Amazingly, this dictionary retails at nearly £90. It is about 500 pages, and each page is packed with project management definitions, but even so. ESI can’t have been selling very many, which is maybe why they decided to put it online.
You do have to register to access the online version, which is free. But I doubt you get the pleasure of browsing the dictionary and happening across definitions of ‘Close, but No Cigar’* and ‘Management by Crisis’** nestled amongst the 3,400 project management and business analysis terms.

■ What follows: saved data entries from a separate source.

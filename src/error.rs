use std::path::PathBuf;
use std::time::Duration;

use thiserror::Error;

pub type SyncResult<T> = Result<T, SyncError>;

/// Errors reported by a remote record store.
#[derive(Error, Debug, Clone, PartialEq, Eq)]
pub enum RemoteError {
    /// Network failure, connection reset, or an unexpected server error.
    #[error("transport error: {message}")]
    Transport { message: String, retryable: bool },

    /// The remote ran out of memory or time while handling the request. Smaller
    /// requests are expected to succeed.
    #[error("resource exhausted: {0}")]
    ResourceExhausted(String),

    /// The remote refused the data. The message is the remote's own wording.
    #[error("{0}")]
    Rejected(String),

    /// The remote answered with something this client cannot interpret.
    #[error("protocol error: {0}")]
    Protocol(String),
}

impl RemoteError {
    pub fn transport(message: impl Into<String>) -> Self {
        Self::Transport {
            message: message.into(),
            retryable: true,
        }
    }

    pub fn is_retryable(&self) -> bool {
        matches!(self, Self::Transport { retryable: true, .. })
    }

    /// True when shrinking the request is likely to make it succeed.
    pub fn is_size_attributable(&self) -> bool {
        matches!(self, Self::ResourceExhausted(_))
    }

    /// The message to surface next to a failed record.
    pub fn reason(&self) -> String {
        match self {
            Self::Rejected(message) => message.clone(),
            other => other.to_string(),
        }
    }
}

#[derive(Error, Debug)]
pub enum SyncError {
    /// Schema for a model could not be fetched or interpreted.
    #[error("schema unavailable for {model}: {message}")]
    Schema { model: String, message: String },

    #[error("unknown field {field} on {model}")]
    UnknownField { model: String, field: String },

    #[error("pass {pass} of {model} did not finish within {timeout:?}")]
    BarrierTimeout {
        model: String,
        pass: usize,
        timeout: Duration,
    },

    #[error("session {id}: {message}")]
    Session { id: String, message: String },

    #[error(transparent)]
    Remote(#[from] RemoteError),

    #[error("{context} {}: {source}", path.display())]
    Io {
        context: &'static str,
        path: PathBuf,
        #[source]
        source: std::io::Error,
    },

    #[error(transparent)]
    Json(#[from] serde_json::Error),

    #[error(transparent)]
    Csv(#[from] csv::Error),

    #[error("invalid argument: {0}")]
    InvalidArgument(String),

    #[error("worker task failed: {0}")]
    Worker(#[from] tokio::task::JoinError),
}

impl SyncError {
    pub fn schema(model: &str, message: impl Into<String>) -> Self {
        Self::Schema {
            model: model.to_string(),
            message: message.into(),
        }
    }

    pub fn io(context: &'static str, path: impl Into<PathBuf>, source: std::io::Error) -> Self {
        Self::Io {
            context,
            path: path.into(),
            source,
        }
    }

    /// Errors that abort every remaining pass of a model.
    pub fn is_fatal_for_model(&self) -> bool {
        matches!(
            self,
            Self::Schema { .. } | Self::UnknownField { .. } | Self::BarrierTimeout { .. }
        )
    }
}

#[cfg(test)]
mod tests {
    use super::*;

    #[test]
    fn rejected_reason_is_verbatim() {
        let err = RemoteError::Rejected("The field 'Name' is required".into());
        assert_eq!(err.reason(), "The field 'Name' is required");
        assert_eq!(err.to_string(), "The field 'Name' is required");
    }

    #[test]
    fn only_resource_exhaustion_is_size_attributable() {
        assert!(RemoteError::ResourceExhausted("MemoryError".into()).is_size_attributable());
        assert!(!RemoteError::transport("reset").is_size_attributable());
        assert!(!RemoteError::Rejected("bad".into()).is_size_attributable());
    }

    #[test]
    fn retryable_transport() {
        assert!(RemoteError::transport("reset").is_retryable());
        let hard = RemoteError::Transport {
            message: "tls".into(),
            retryable: false,
        };
        assert!(!hard.is_retryable());
        assert!(!RemoteError::Protocol("garbage".into()).is_retryable());
    }

    #[test]
    fn fatal_classification() {
        assert!(SyncError::schema("res.partner", "unreachable").is_fatal_for_model());
        assert!(SyncError::UnknownField {
            model: "res.partner".into(),
            field: "nope".into()
        }
        .is_fatal_for_model());
        assert!(!SyncError::InvalidArgument("x".into()).is_fatal_for_model());
    }
}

It is the most comprehensive dictionary of project management terms I have seen, and LeRoy Ward has done a good job in this 3rd edition of pulling together general management terminology as well. I looked up ‘peopleware’ after a colleague and I had a debate about what it actually means, and it wasn’t there. ‘Software’ and ‘groupware’ are both there but not ‘hardware’. One of the advantages of having an online version is that it can be updated more easily when new terms are made up and our profession seems to make things up on a regular basis.
The dictionary is a useful desk reference: it’s small enough to carry around if you are studying or reading project management texts for the first time, but if you are using it truly for definitions and not for browsing, the online version will be more up to date and it’s free. Use that – don’t spend £90 on a .
*To fall short of a successful outcome, getting nothing for the effort
** Management style that focuses on solving critical or urgent problems when and if they occur but doesn’t do anything to prevent or minimise them before they occur.